Minderheiten schützen
Beitrag der Sprecherin der Arbeitsgemeinschaft Renate Harcke für das »Neue Deutschland«
In den letzten 15 Jahren vollzogen sich minderheitenpolitisch in Europa erhebliche Veränderungen. Die Europäische Charta der Minderheiten- oder Regionalsprachen gilt nun in 24, das Europäische Rahmenabkommen zum Schutz nationaler Minderheiten in 39 Staaten. Die Einrichtung eines Europäischen Dialogforums, das mit der Intergruppe für nationale Minderheiten im Europaparlament kooperiert, und eines Netzwerkes Mehrsprachigkeit und sprachliche Vielfalt waren Signale der Minderheiten zum Erhalt ihrer Sprachen und Kulturen. Deren Initiator war die Föderalistische Union Europäischer Volksgruppen (FUEV), die in der vergangenen Woche in Brüssel ihren 60. Geburtstag feierte.
Jubiläen sind Anlass zurückzublicken, auf die Entwicklung während des »kalten Krieges« ebenso wie auf das, was durch die FUEV und ihre 84 Mitgliedsorganisationen in 32 Staaten getan wurde, um eine moderne Minderheitenpolitik in Europa zu etablieren. Ja, es gab die Zeit, in der die FUEV eng mit den Vertriebenenverbänden und ihren Unterstützern kooperierte. Wer unvoreingenommen in die 2006 im sorbischen Budyšin (Bautzen) beschlossene »Charta der autochthonen/nationalen Minderheiten/Volksgruppen in Europa« schaut, kann jedoch sehen, dass sich die FUEV mit diesem Teil ihrer Vergangenheit auseinandergesetzt hat: Heute versteht sie sich als Mittlerin zwischen der Mehrheitsbevölkerung und denen, die als nationale, ethnische oder kulturelle Minderheit in ihrer angestammten Heimat gleichberechtigt ihre Zukunft gestalten wollen.

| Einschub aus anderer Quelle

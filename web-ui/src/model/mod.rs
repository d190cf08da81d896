// UI models

pub mod editor_state;

pub use editor_state::{EditorMsg, EditorState};
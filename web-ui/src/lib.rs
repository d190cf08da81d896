// Web UI library for the volume discount editor
//
// This crate provides the Yew components and UI state for the
// "Create volume discount" page.

use yew::prelude::*;

pub mod components;
pub mod messages;
pub mod model;

// Re-export components
pub use components::*;
pub use model::{EditorMsg, EditorState};

#[derive(Properties, PartialEq)]
pub struct AppProps {
    #[prop_or_default]
    pub config: volume_discount_core::EditorConfig,
}

/// Editor page: owns the draft and wires every card to the reducer
#[function_component(App)]
pub fn app(props: &AppProps) -> Html {
    use volume_discount_core::{derive_preview_with, save_campaign, AcknowledgingStore, EditorAction, FieldKey};

    let state = {
        let config = props.config.clone();
        use_reducer(move || EditorState::new(&config))
    };

    let on_action = {
        let state = state.clone();
        Callback::from(move |action: EditorAction| {
            state.dispatch(EditorMsg::Edit(action));
        })
    };

    let on_save = {
        let state = state.clone();
        Callback::from(move |_: ()| {
            let outcome = save_campaign(&state.draft, &AcknowledgingStore::new());
            state.dispatch(EditorMsg::saved(&outcome));
        })
    };

    let preview = derive_preview_with(&state.draft, &props.config);
    let (message, message_class) = messages::notice_view(state.notice.as_ref());

    html! {
        <div class="page">
            <h1 class="page-title">{ "Create volume discount" }</h1>

            // Outcome of the last save
            <div class="message-area">
                <div class={message_class}>{ message }</div>
            </div>

            <div class="page-grid">
                <GeneralForm
                    campaign_name={state.draft.campaign_name.clone()}
                    title={state.draft.title.clone()}
                    description={state.draft.description.clone()}
                    campaign_name_error={state.error_for(FieldKey::CampaignName)}
                    title_error={state.error_for(FieldKey::Title)}
                    on_action={on_action.clone()}
                />

                <Preview preview={preview} />

                <RuleList
                    tiers={state.draft.tiers.clone()}
                    errors={state.errors.clone()}
                    on_action={on_action}
                    on_save={on_save}
                />
            </div>
        </div>
    }
}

Das Zusammenleben ist oft nicht problemlos: So stellte unlängst in der Slowakei ein Sprachengesetz den Gebrauch von Minderheitensprachen im öffentlichen Raum unter Strafe. In Griechenland griffen Neofaschisten, ohne dass die Polizei sofort einschritt, Vertreter der mazedonischen Minderheit an. In Italien ging Berlusconi menschenunwürdig gegen Roma vor. In Frankreich, Belgien und Griechenland gelten die europäischen Minderheitenstandards bis heute nicht.Die Bundesrepublik hat Dänen, Friesen, Sinti und Roma sowie Sorben (Wenden) als Minderheiten anerkannt. Wohl vor diesem Hintergrund meinte die »taz« unlängst in einer unsäglichen »Glosse«, die Sorben hätten keine Sorgen, um die sich (linke) Politik kümmern müsste. Aber auch in Deutschland gibt es offenen Rassismus gegen Sinti und Roma, werden Sorben am Gebrauch ihrer Muttersprache gehindert, streiten Dänen und Friesen für eine höhere Landesbeteiligung an der Schülerbeförderung, zwang erst der sichtbare Protest der Minderheit Politiker zum Abschluss eines neuen Finanzierungsabkommens für die Stiftung für das sorbische Volk.
Der Europarat hat die Bundesrepublik 2008 wegen ihrer Minderheitenpolitik massiv kritisiert. Er forderte eine wirksame Förderung der am meisten bedrohten Sprachen – des Nordfriesischen, Saterfriesischen und Niedersorbischen. Er wandte sich gegen die Gefährdung von Obersorbisch durch Schulschließungen. Und mahnte, den Umfang des Unterrichts in Niederdeutsch und Romanes gemeinsam mit den Minderheiten zu schaffen.
»Wir brauchen einen grundlegenden Politikwechsel in Europa, der die viel zitierte kulturelle Vielfalt ernst nimmt«, meinte der FUEV-Präsident Hans Heinrich Hansen unlängst. Denn in Europa gehört jeder Siebte einer autochthonen Minderheit oder Sprachgruppe an.